Clinical and basic science data related to COVID-19 is a rapidly evolving field, and newer mechanisms describing the role of coagulopathy in COVID-19 are being described. The major incentive in understanding these mechanisms stems from the possibility of identifying novel pathways for intervention and prevention of severe disease and mortality. Over the past few months, significant modifications have occurred in many initial concepts related to COVID and many promising treatment options have been refuted. This narrative review was compiled with the aim of summarizing the current evidence underlining mechanisms of coagulopathy in COVID and treatment implications of the same. A precise summary of recommendations and controversies to the treatment of coagulopathy in COVID-19 is also provided.

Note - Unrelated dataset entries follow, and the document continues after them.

//! Tail a Server-Sent Events stream, printing one JSON line per event.
//!
//! With `--store`, the last event id is kept on disk so a restarted tail
//! resumes where the previous one stopped.

use clap::Parser;
use resumable_sse::{EventSource, JsonFileStore, MessageEvent};
use std::io::Write;
use std::path::PathBuf;
use std::sync::Arc;
use std::time::Duration;
use tokio::sync::mpsc;
use tracing::{error, info};

#[derive(Debug, Parser)]
#[command(version, about, long_about = None)]
struct Args {
    /// Event stream URL.
    url: String,

    /// Extra request header as `Name: value`. May be repeated.
    #[arg(short = 'H', long = "header")]
    headers: Vec<String>,

    /// Basic-auth user name.
    #[arg(long, env = "SSE_TAIL_USER", requires = "password")]
    user: Option<String>,

    /// Basic-auth password.
    #[arg(long, env = "SSE_TAIL_PASSWORD", requires = "user")]
    password: Option<String>,

    /// Named event type to print besides default messages. May be repeated.
    #[arg(short = 'e', long = "event")]
    events: Vec<String>,

    /// JSON file used to persist the last event id.
    #[arg(long)]
    store: Option<PathBuf>,

    /// Initial reconnect delay in milliseconds.
    #[arg(long)]
    retry_ms: Option<u64>,

    /// Exit after this many events.
    #[arg(short = 'n', long)]
    max_events: Option<usize>,
}

fn split_header(raw: &str) -> Result<(&str, &str), String> {
    raw.split_once(':')
        .map(|(name, value)| (name.trim(), value.trim()))
        .ok_or_else(|| format!("header must look like 'Name: value', got '{raw}'"))
}

#[tokio::main]
async fn main() -> Result<(), Box<dyn std::error::Error>> {
    tracing_subscriber::fmt()
        .with_writer(std::io::stderr)
        .with_env_filter(
            tracing_subscriber::EnvFilter::try_from_default_env()
                .unwrap_or_else(|_| tracing_subscriber::EnvFilter::new("info")),
        )
        .init();

    let args = Args::parse();

    let mut builder = EventSource::builder(&args.url);
    for raw in &args.headers {
        let (name, value) = split_header(raw)?;
        builder = builder.try_header(name, value)?;
    }
    if let (Some(user), Some(password)) = (&args.user, &args.password) {
        let auth = EventSource::basic_auth_header(user, password);
        builder = builder.try_header("Authorization", &auth)?;
    }
    if let Some(path) = &args.store {
        builder = builder.store(Arc::new(JsonFileStore::open(path)?));
    }
    if let Some(ms) = args.retry_ms {
        builder = builder.retry_interval(Duration::from_millis(ms));
    }
    let source = builder.build()?;

    let (tx, mut rx) = mpsc::unbounded_channel::<MessageEvent>();
    let message_tx = tx.clone();
    source.on_message(move |event| {
        let _ = message_tx.send(event);
    });
    for name in &args.events {
        let event_tx = tx.clone();
        source.add_event_listener(name.clone(), move |event| {
            let _ = event_tx.send(event);
        });
    }
    drop(tx);

    let url = args.url.clone();
    source.on_open(move || info!(url = %url, "Stream open"));
    source.on_error(|err| error!(error = %err, "Stream error"));

    if let Some(id) = source.last_event_id() {
        info!(last_event_id = %id, "Resuming");
    }
    source.connect();

    let mut printed = 0usize;
    let mut stdout = std::io::stdout().lock();
    let ctrl_c = tokio::signal::ctrl_c();
    tokio::pin!(ctrl_c);
    loop {
        tokio::select! {
            event = rx.recv() => {
                let Some(event) = event else { break };
                writeln!(stdout, "{}", serde_json::to_string(&event)?)?;
                stdout.flush()?;
                printed += 1;
                if args.max_events.is_some_and(|max| printed >= max) {
                    break;
                }
            }
            _ = &mut ctrl_c => {
                info!("Interrupted");
                break;
            }
        }
    }

    source.close();
    Ok(())
}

  Mechanisms and Clinical Relevance of Coagulopathy in COVID-19 Top

Clinical and pathological evidence of coagulopathy

A prothrombotic state was initially noted in COVID-19 with the observation of diffuse alveolar damage and small-vessel thrombi in lung autopsies of patients dying of respiratory failure.[7] Several subsequent reports documented similar findings, incriminating endothelial damage, and microvascular thrombosis as the final mechanisms leading to end-organ damage.[8],[9]

Thrombophilia was also noted clinically with the presence of venous thromboembolism (deep venous thrombosis [DVT] or pulmonary embolism [PE]) in a significant majority of patients.[10] Based on ultrasound Doppler screening, the prevalence of DVT was found to be as high as 69% in patients admitted with COVID-19.[11] A large meta-analysis including 28173 patients noted an overall VTE prevalence of 9.5%, which rose to 40% with ultrasound Doppler screening.[12] Coagulation abnormalities are noted in most patients admitted with COVID-19 and characteristically show an elevated D-dimer, fibrinogen, prothrombin time (PT), and a hypercoagulable phenotype on thromboelastography.[13],[14] Of these, PT and D-dimer have been shown to have prognostic implications and must be documented for all patients at baseline. In a study including 213 patients, prolonged PT was noted in 18% of patients, and survival at day 11 in this group was much lower compared to those with a normal PT (90.4% ± 2.3% vs. 64.1% ± 7.7%).[15] Similarly, in an initial study from Wuhan, the elevation of PT above 16 s was shown to be associated with a higher mortality (odds ratio [OR]: 4.62 (1.29–16.50).[16]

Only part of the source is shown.